§ **Work task**
Below are some records. Say in a single number how many of their lines include the word "that".

══ Data section

impl ControlNetGraph {
    /// Delete components.
    ///
    /// With `cascade`, deleting a vertex deletes its edges and deleting an
    /// edge deletes its faces. Without it, a vertex that still has edges or an
    /// edge that still has faces is skipped. When `surviving` is given, every
    /// edge that survives but lost a face is marked in it.
    pub fn delete_components(
        &mut self,
        ids: &[ComponentId],
        cascade: bool,
        mut surviving: Option<&mut ComponentMarks>,
    ) -> DeletionReport {
        let mut report = DeletionReport::default();

        // ===== PHASE 1: GATHER =====
        let mut doomed_vertices: BTreeSet<VertexId> = BTreeSet::new();
        let mut doomed_edges: BTreeSet<EdgeId> = BTreeSet::new();
        let mut doomed_faces: BTreeSet<FaceId> = BTreeSet::new();

        for &id in ids {
            match id {
                ComponentId::Vertex(v) => {
                    let Some(vx) = self.vertices.get(v) else {
                        continue;
                    };
                    if !cascade && !vx.edges.is_empty() {
                        report.skipped += 1;
                        continue;
                    }
                    doomed_vertices.insert(v);
                    doomed_edges.extend(vx.edges.iter().map(|ptr| ptr.edge));
                }
                ComponentId::Edge(e) => {
                    let Some(ex) = self.edges.get(e) else {
                        continue;
                    };
                    if !cascade && !ex.faces.is_empty() {
                        report.skipped += 1;
                        continue;
                    }
                    doomed_edges.insert(e);
                }
                ComponentId::Face(f) => {
                    if self.faces.contains(f) {
                        doomed_faces.insert(f);
                    }
                }
            }
        }
        for &e in &doomed_edges {
            if let Some(ex) = self.edges.get(e) {
                doomed_faces.extend(ex.faces.iter().copied());
            }
        }

        // Components whose neighborhoods change
        let mut touched_vertices: BTreeSet<VertexId> = BTreeSet::new();
        let mut touched_edges: BTreeSet<EdgeId> = BTreeSet::new();
        for &f in &doomed_faces {
            if let Some(fx) = self.faces.get(f) {
                for ptr in &fx.edges {
                    if !doomed_edges.contains(&ptr.edge) {
                        touched_edges.insert(ptr.edge);
                    }
                }
            }
            for v in self.face_vertices(f).unwrap_or_default() {
                touched_vertices.insert(v);
            }
        }
        for &e in &doomed_edges {
            if let Some(ex) = self.edges.get(e) {
                touched_vertices.extend(ex.vertices);
            }
        }
        for v in &doomed_vertices {
            touched_vertices.remove(v);
        }

        // Clear saved values before the topology they describe disappears
        for &v in &touched_vertices {
            self.clear_saved_subdivision_points(v, false);
        }

        // ===== PHASE 2: MUTATE =====
        for &f in &doomed_faces {
            let Some(face) = self.faces.remove(f) else {
                continue;
            };
            for ptr in &face.edges {
                if let Some(ex) = self.edges.get_mut(ptr.edge) {
                    ex.faces.retain(|g| *g != f);
                }
                if let Some(start) = self.ptr_start(*ptr) {
                    if let Some(vx) = self.vertices.get_mut(start) {
                        vx.faces.retain(|g| *g != f);
                    }
                }
            }
            report.faces += 1;
        }

        for &e in &doomed_edges {
            let Some(edge) = self.edges.remove(e) else {
                continue;
            };
            self.edge_map.remove(&edge_key(edge.vertices[0], edge.vertices[1]));
            for v in edge.vertices {
                if let Some(vx) = self.vertices.get_mut(v) {
                    vx.edges.retain(|ptr| ptr.edge != e);
                }
            }
            report.edges += 1;
        }

        for &v in &doomed_vertices {
            if self.vertices.remove(v).is_some() {
                report.vertices += 1;
            }
        }

        let touched_vertices: Vec<VertexId> = touched_vertices.into_iter().collect();
        let touched_edges: Vec<EdgeId> = touched_edges.into_iter().collect();
        self.reset_derived_tags(&touched_vertices, &touched_edges);

        if let Some(marks) = surviving.as_deref_mut() {
            for &e in &touched_edges {
                marks.mark(e);
            }
        }

        if report.total() > 0 {
            self.geometry_changed();
        }
        debug!(
            "Deleted {} vertices, {} edges, {} faces ({} skipped)",
            report.vertices, report.edges, report.faces, report.skipped
        );
        report
    }

    /// Reset tags that are derived from topology so that
    /// `update_all_tags_and_sector_coefficients(true)` recomputes them.
    ///
    /// Corner vertices and Crease edges may be explicit overrides and keep
    /// their tags.
    pub(crate) fn reset_derived_tags(&mut self, vertices: &[VertexId], edges: &[EdgeId]) {
        for &v in vertices {
            let Some(vx) = self.vertices.get_mut(v) else {
                continue;
            };
            if vx.tag != VertexTag::Corner {
                vx.tag = VertexTag::Unset;
            }
            let incident: Vec<EdgeId> = vx.edges.iter().map(|ptr| ptr.edge).collect();
            for e in incident {
                if let Some(ex) = self.edges.get_mut(e) {
                    ex.sector_coefficients = [UNSET_SECTOR_COEFFICIENT; 2];
                }
            }
        }
        for &e in edges {
            if let Some(ex) = self.edges.get_mut(e) {
                if ex.tag.is_smooth() {
                    ex.tag = EdgeTag::Unset;
                }
            }
        }
    }

    /// Move a vertex.
    ///
    /// Saved values of the vertex and of its incident edges and faces are
    /// cleared. With `clear_neighborhood`, saved values of everything whose
    /// evaluation reads this vertex are cleared too.
    pub fn set_vertex_control_point(
        &mut self,
        v: VertexId,
        point: DVec3,
        clear_neighborhood: bool,
    ) -> bool {
        if !point.is_finite() {
            return false;
        }
        match self.vertices.get_mut(v) {
            Some(vx) => vx.point = point,
            None => return false,
        }
        self.clear_saved_subdivision_points(v, clear_neighborhood);
        self.geometry_changed();
        trace!("Moved vertex {:?} to {:?}", v, point);
        true
    }

    /// Explicitly tag a vertex. Sector coefficients around it are reset and
    /// must be recomputed with `update_all_tags_and_sector_coefficients`.
    pub fn set_vertex_tag(&mut self, v: VertexId, tag: VertexTag) -> bool {
        let incident: Vec<EdgeId> = match self.vertices.get_mut(v) {
            Some(vx) => {
                if vx.tag == tag {
                    return true;
                }
                vx.tag = tag;
                vx.edges.iter().map(|ptr| ptr.edge).collect()
            }
            None => return false,
        };
        for e in incident {
            if let Some(ex) = self.edges.get_mut(e) {
                ex.sector_coefficients = [UNSET_SECTOR_COEFFICIENT; 2];
            }
        }
        self.clear_saved_subdivision_points(v, true);
        self.geometry_changed();
        true
    }

    /// Explicitly tag an edge. The end vertices lose their derived tags.
    pub fn set_edge_tag(&mut self, e: EdgeId, tag: EdgeTag) -> bool {
        let ends = match self.edges.get_mut(e) {
            Some(ex) => {
                if ex.tag == tag {
                    return true;
                }
                ex.tag = tag;
                ex.vertices
            }
            None => return false,
        };
        self.reset_derived_tags(&ends, &[]);
        self.clear_saved_subdivision_points(e, true);
        self.geometry_changed();
        true
    }

    /// Set the end sharpness of an edge.
    pub fn set_edge_sharpness(&mut self, e: EdgeId, sharpness: EdgeSharpness) -> bool {
        match self.edges.get_mut(e) {
            Some(ex) => {
                if ex.sharpness == sharpness {
                    return true;
                }
                ex.sharpness = sharpness;
            }
            None => return false,
        }
        self.clear_saved_subdivision_points(e, true);
        self.geometry_changed();
        true
    }

    /// Replace the status bits of a component. Only the status version changes.
    pub fn set_status(&mut self, id: impl Into<ComponentId>, status: ComponentStatus) -> bool {
        let slot = match id.into() {
            ComponentId::Vertex(v) => self.vertices.get_mut(v).map(|x| &mut x.status),
            ComponentId::Edge(e) => self.edges.get_mut(e).map(|x| &mut x.status),
            ComponentId::Face(f) => self.faces.get_mut(f).map(|x| &mut x.status),
        };
        match slot {
            Some(current) => {
                if *current != status {
                    *current = status;
                    self.status_changed();
                }
                true
            }
            None => false,
        }
    }

    /// Set or clear status bits on a component.
    pub fn update_status(
        &mut self,
        id: impl Into<ComponentId>,
        bits: ComponentStatus,
        enable: bool,
    ) -> bool {
        let id = id.into();
        let current = match id {
            ComponentId::Vertex(v) => self.vertices.get(v).map(|x| x.status),
            ComponentId::Edge(e) => self.edges.get(e).map(|x| x.status),
            ComponentId::Face(f) => self.faces.get(f).map(|x| x.status),
        };
        match current {
            Some(mut status) => {
                status.set(bits, enable);
                self.set_status(id, status)
            }
            None => false,
        }
    }

    /// Clear `bits` on every component.
    pub fn clear_status_everywhere(&mut self, bits: ComponentStatus) {
        let mut changed = false;
        for v in self.vertices.iter_mut() {
            changed |= v.status.intersects(bits);
            v.status.remove(bits);
        }
        for e in self.edges.iter_mut() {
            changed |= e.status.intersects(bits);
            e.status.remove(bits);
        }
        for f in self.faces.iter_mut() {
            changed |= f.status.intersects(bits);
            f.status.remove(bits);
        }
        if changed {
            self.status_changed();
        }
    }

    /// Replace a face's appearance overrides. Only the render version changes.
    pub fn set_face_overrides(&mut self, f: FaceId, overrides: FaceOverrides) -> bool {
        match self.faces.get_mut(f) {
            Some(fx) => {
                if fx.overrides != overrides {
                    fx.overrides = overrides;
                    self.render_changed();
                }
                true
            }
            None => false,
        }
    }
}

════

§ **Written answer**
4